PAS DE CONFINEMENT POUR L’ANTISÉMITISME. N’EST-CE PAS « M. DUTERTETET. »​ Par Souâd Belhaddad

« Pfff, on en parle tout le temps… » « Pfff, encore ces histoires d’antisémitisme… » Des allégations à l’encontre de l’ancienne ministre de la Santé, Agnès Buzyn, prouve tragiquement que l’antisémitisme perdure bel et bien. Avec une caractéristique des plus archaïques. Décryptage.

Pas surprise mais toujours aussi écœurée. Pour moi qui travaille, avec mon partenaire T. sur les représentations et la façon dont elles façonnent certains imaginaires, se perpétuent pour propager le même discours, en modifiant juste le contexte historique, le tweet du compte d’un certain Dutertetet est un éloquent matériau de travail. Deux seules indications dans la présentation de profil : la photographie de Jean Marie Le Pen regardant dans une sorte de télescope, aux côtés de sa fille Marine ; dessous, le terme « Indigène » – « blanc » aurait-il pu ajouter tant on sent une peur constante, selon le cours de son fil, de perdre son identité d’Européen blanc.
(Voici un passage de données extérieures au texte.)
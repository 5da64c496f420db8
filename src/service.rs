//! Capture service facade
//!
//! Wires the pool, capture pipeline, sitemap resolver, crawl orchestrator,
//! rate limiter and sweeper together and exposes the operations an HTTP or
//! CLI front end calls. Shutdown drains in a fixed order: stop admitting new
//! work, stop the sweeper, drain the pool, then close the stores.

use crate::utils::validate_url;
use crate::{
    build_stores, ArtifactFilter, ArtifactStatus, BlobStore, CaptureArtifact, CaptureError,
    CapturePipeline, CaptureRequest, CaptureWorker, ChromeEngine, Config, ExpirySweeper,
    MetadataStore, PoolStats, RateDecision, RateLimiter, RenderEngine, ServiceError,
    SessionPool, SiteCrawlAck, SiteCrawlJob, SiteCrawlRequest, SiteCrawler, SitemapResolver,
    SweepReport,
};
use chrono::Utc;
use std::sync::atomic::{AtomicBool, Ordering};
use std::sync::Arc;
use tokio::sync::{watch, Mutex};
use tokio::task::JoinHandle;
use tracing::{debug, error, info, warn};
use uuid::Uuid;

/// Entry point for everything a caller can ask of the system
///
/// # Examples
///
/// ```rust,no_run
/// use site_capture::{CaptureRequest, CaptureService, Config};
///
/// #[tokio::main]
/// async fn main() -> Result<(), Box<dyn std::error::Error>> {
///     let service = CaptureService::new(Config::default()).await?;
///
///     let artifact = service
///         .submit_capture(CaptureRequest::new("https://example.com"))
///         .await?;
///     println!("Stored {} ({} bytes)", artifact.id, artifact.size_bytes);
///
///     service.shutdown().await;
///     Ok(())
/// }
/// ```
pub struct CaptureService {
    config: Config,
    pool: Arc<SessionPool>,
    pipeline: Arc<CapturePipeline>,
    crawler: Arc<SiteCrawler>,
    limiter: Arc<RateLimiter>,
    sweeper: Arc<ExpirySweeper>,
    metadata: Arc<dyn MetadataStore>,
    blobs: Arc<dyn BlobStore>,
    accepting: AtomicBool,
    sweeper_stop: watch::Sender<bool>,
    sweeper_task: Mutex<Option<JoinHandle<()>>>,
}

impl CaptureService {
    /// Launch Chrome and build the configured stores.
    pub async fn new(config: Config) -> Result<Arc<Self>, ServiceError> {
        config.validate().map_err(ServiceError::Validation)?;
        let engine: Arc<dyn RenderEngine> = Arc::new(ChromeEngine::new(config.browser.clone()));
        let (metadata, blobs) = build_stores(&config.storage, config.retention.artifact_ttl)?;
        Self::with_components(config, engine, metadata, blobs).await
    }

    /// Build the service around an existing engine and store pair.
    pub async fn with_components(
        config: Config,
        engine: Arc<dyn RenderEngine>,
        metadata: Arc<dyn MetadataStore>,
        blobs: Arc<dyn BlobStore>,
    ) -> Result<Arc<Self>, ServiceError> {
        config.validate().map_err(ServiceError::Validation)?;

        let pool = SessionPool::start(engine, config.pool.clone()).await?;
        let worker = CaptureWorker::new(pool.clone(), config.capture.clone());
        let pipeline = Arc::new(CapturePipeline::new(
            worker,
            metadata.clone(),
            blobs.clone(),
            config.retention.artifact_ttl,
        ));

        let resolver = SitemapResolver::new(&config.crawl)?;
        let crawler = Arc::new(SiteCrawler::new(
            pipeline.clone(),
            resolver,
            metadata.clone(),
            config.crawl.clone(),
            config.retention.clone(),
            config.effective_crawl_workers(),
        ));

        let limiter = Arc::new(RateLimiter::new(&config.rate_limit.default_spec));
        let sweeper = Arc::new(ExpirySweeper::new(
            metadata.clone(),
            blobs.clone(),
            limiter.clone(),
            config.sweeper.clone(),
        ));
        let (sweeper_stop, stop_rx) = watch::channel(false);
        let sweeper_task = sweeper.clone().spawn(stop_rx);

        info!(
            max_sessions = pool.ceiling(),
            crawl_workers = config.effective_crawl_workers(),
            "Capture service started"
        );

        Ok(Arc::new(Self {
            config,
            pool,
            pipeline,
            crawler,
            limiter,
            sweeper,
            metadata,
            blobs,
            accepting: AtomicBool::new(true),
            sweeper_stop,
            sweeper_task: Mutex::new(Some(sweeper_task)),
        }))
    }

    pub fn config(&self) -> &Config {
        &self.config
    }

    fn ensure_accepting(&self) -> Result<(), ServiceError> {
        if self.accepting.load(Ordering::SeqCst) {
            Ok(())
        } else {
            Err(ServiceError::NotAccepting)
        }
    }

    /// Capture one URL and store it as an artifact.
    pub async fn submit_capture(&self, request: CaptureRequest) -> Result<CaptureArtifact, ServiceError> {
        self.ensure_accepting()?;
        validate_url(&request.url).map_err(|e| ServiceError::Validation(e.to_string()))?;
        self.pipeline.check_extra_wait(request.extra_wait_ms)?;

        match self.pipeline.run(&request).await {
            Ok(artifact) => {
                info!(artifact_id = %artifact.id, url = %artifact.url, "Capture stored");
                Ok(artifact)
            }
            Err(ServiceError::Capture(CaptureError::PoolShuttingDown)) => Err(ServiceError::PoolShuttingDown),
            Err(e) => {
                warn!(url = %request.url, "Capture failed: {}", e);
                Err(e)
            }
        }
    }

    /// Accept a site crawl; the captures themselves run in the background.
    pub async fn submit_site_crawl(&self, request: SiteCrawlRequest) -> Result<SiteCrawlAck, ServiceError> {
        self.ensure_accepting()?;
        self.crawler.submit(request).await
    }

    pub async fn get_site_crawl(&self, job_id: Uuid) -> Result<SiteCrawlJob, ServiceError> {
        self.metadata
            .get_job(job_id)
            .await?
            .ok_or_else(|| ServiceError::NotFound(format!("site job {job_id}")))
    }

    pub async fn list_artifacts(&self, filter: &ArtifactFilter) -> Result<Vec<CaptureArtifact>, ServiceError> {
        Ok(self.metadata.list_artifacts(filter).await?)
    }

    pub async fn get_artifact(&self, id: Uuid) -> Result<CaptureArtifact, ServiceError> {
        self.metadata
            .get_artifact(id)
            .await?
            .ok_or_else(|| ServiceError::NotFound(format!("artifact {id}")))
    }

    /// Image bytes of a stored artifact.
    pub async fn artifact_bytes(&self, id: Uuid) -> Result<Vec<u8>, ServiceError> {
        let artifact = self.get_artifact(id).await?;
        Ok(self.blobs.get(&artifact.blob_key).await?)
    }

    /// `immediate` removes blob and record now; otherwise the artifact is
    /// expired on the spot and left for the next sweep.
    pub async fn delete_artifact(&self, id: Uuid, immediate: bool) -> Result<(), ServiceError> {
        let artifact = self.get_artifact(id).await?;

        if !immediate {
            self.metadata.set_artifact_expiry(id, Utc::now()).await?;
            debug!(artifact_id = %id, "Artifact scheduled for the next sweep");
            return Ok(());
        }

        if let Err(e) = self.blobs.delete(&artifact.blob_key).await {
            warn!(artifact_id = %id, "Blob delete failed, marking expired: {}", e);
            if let Err(mark) = self.metadata.set_artifact_status(id, ArtifactStatus::Expired).await {
                error!(artifact_id = %id, "Failed to mark artifact expired: {}", mark);
            }
            return Err(e.into());
        }
        self.metadata.delete_artifact(id).await?;
        info!(artifact_id = %id, "Artifact deleted");
        Ok(())
    }

    /// Sliding-window admission for `caller`; a rejection carries the retry hint.
    pub fn admit(&self, caller: &str, spec: &str) -> Result<RateDecision, ServiceError> {
        let decision = self.limiter.admit(caller, spec);
        if decision.allowed {
            Ok(decision)
        } else {
            Err(ServiceError::RateLimitExceeded {
                retry_after_secs: decision.retry_after_secs,
            })
        }
    }

    /// One sweep outside the schedule, `None` if a run is already going.
    pub async fn run_sweep(&self) -> Option<SweepReport> {
        self.sweeper.run_once().await
    }

    pub async fn is_database_healthy(&self) -> bool {
        match self.metadata.ping().await {
            Ok(()) => true,
            Err(e) => {
                warn!("Metadata store unhealthy: {}", e);
                false
            }
        }
    }

    pub async fn is_storage_healthy(&self) -> bool {
        match self.blobs.ping().await {
            Ok(()) => true,
            Err(e) => {
                warn!("Blob store unhealthy: {}", e);
                false
            }
        }
    }

    pub fn is_render_engine_healthy(&self) -> (bool, PoolStats) {
        let stats = self.pool.stats();
        (stats.connected && !stats.shutting_down, stats)
    }

    pub fn pool_stats(&self) -> PoolStats {
        self.pool.stats()
    }

    pub fn is_accepting(&self) -> bool {
        self.accepting.load(Ordering::SeqCst)
    }

    /// Ordered shutdown. Calling it twice is harmless.
    pub async fn shutdown(&self) {
        if !self.accepting.swap(false, Ordering::SeqCst) {
            debug!("Capture service already shut down");
            return;
        }
        info!("Shutting down capture service");

        let _ = self.sweeper_stop.send(true);
        if let Some(task) = self.sweeper_task.lock().await.take() {
            if let Err(e) = task.await {
                error!("Sweeper task ended abnormally: {}", e);
            }
        }

        self.pool.shutdown().await;
        self.metadata.close().await;
        self.blobs.close().await;

        info!("Capture service shut down");
    }
}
Le texte dit : « Pendant que Buzyn refusait de fermer les frontières, son mari Levy empêchait Didier Raoult de publier ses résultats tandis que Jerôme Salomon liquidait notre stock de masques. Mais bon officiellement l’empoisonnement des puits au moment de la peste relève du mythe. » L’expression de son antisémitisme est archaïque. Elle puise, en effet, dans les plus ancestrales accusations faites au Juifs depuis le Moyen-Age. Le Juif accusé de crimes rituels : empoisonneur de puits, meurtrier d’enfants. De tout temps, ces accusations émergent en cas de catastrophe ou, tiens, tiens, d’épidémie…

Il faut des boucs émissaires. Chacun.e le sien. Pour Zemmour, actuellement, ce sont « en particulier des Africains » qui refuseraient d’obtempérer aux forces de l’ordre, affirmant et « être protégés par Allah » et que le Corona virus serait « une maladie de Blancs. »

Il faut des thèses de complot. Celle de l’auteur du tweet antisémite sur Agnès Buzyn reprend les grands classiques : « Comme par hasard », tous ces acteur.trice.s agissent en même temps et sans concertation ? Ce « Comme par hasard au même moment où… », en sous-entendu néanmoins explicite, est un fondamental du propos complotiste. « Comme par hasard » Buzyn empêchait la fermeture des frontières « au même moment comme par hasard » son mari Levy (tous deux seul.e.s à ne pas être cité.e.s avec leur prénom dans ce tweet) aurait empêché Didier Raoult, médecin (doté de son prénom lui) voulait publier ses résultats et « comme par hasard, au même moment » Jerôme Salomon (directeur général de la Santé), liquidait notre stock de masques.

Conclusion ? Tous.tes pourri.es ? Oui, mais tous, toutes, c ‘est qui ? Les politiques (Agnès Buzyn, ancienne ministre et candidate à la Mairie de Paris) ? Les dirigeants (Yves Levy, ex-président directeur général de l’Inserm, Institut national de la santé et de la recherche Conseille d’État extraordinaire) ? Mais non, ce sont les noms de Buzyn et Levy qui importent plus que leur fonction – tous deux, je le répète, dépossédés de leur prénom parce que importe, dans cette démonstration, c’est leur origine juive.

Conclusion alors ? Elle est dans la citation finale sur « l’empoisonnement des puits au moment de la Peste » qui relèverait du mythe « officiellement. » Nous y sommes ! Il y a donc une histoire officielle, qui démentirait ce mythe; et une histoire, officieuse mais vraie, dont certains, comme ce M. Dutertetet, savent bien que les crimes des Juifs n’est pas un mythe, qu’ils les ont bien commis, en plus d’avoir tué le Christ. Et que, d’ailleurs, ça continue aujourd’hui… Ce couple de Juifs n’a-t-il pas contribué à empoisonner le pays ? Argument classique dans l’antisémitisme chrétien ancestral. Bien sûr, comme tout complotiste, M. D. serait éclairé, sachant tout décrypter tandis que les autres seraient aveuglés, eux. Ou soumis à…. Bon, bon, il n’en dirait pas plu, de crainte de se faire traiter d’antisémite puisque, on est dans un pays où on ne peut plus rien dire – comme nous déclarent sans cesse ceux et celles qui disent le pire.

Pas de confinement pour l’antisémitisme. Pas de confinement non plus pour notre vigilance. De chez nous, continuons de ne rien laisser passer de ces paroles, ces propos, ces haines « l’air-de-rien » pour que la tragédie que vit notre pays ne serve pas de prétexte à exacerber racismes, antisémitisme. De très sales virus eux aussi.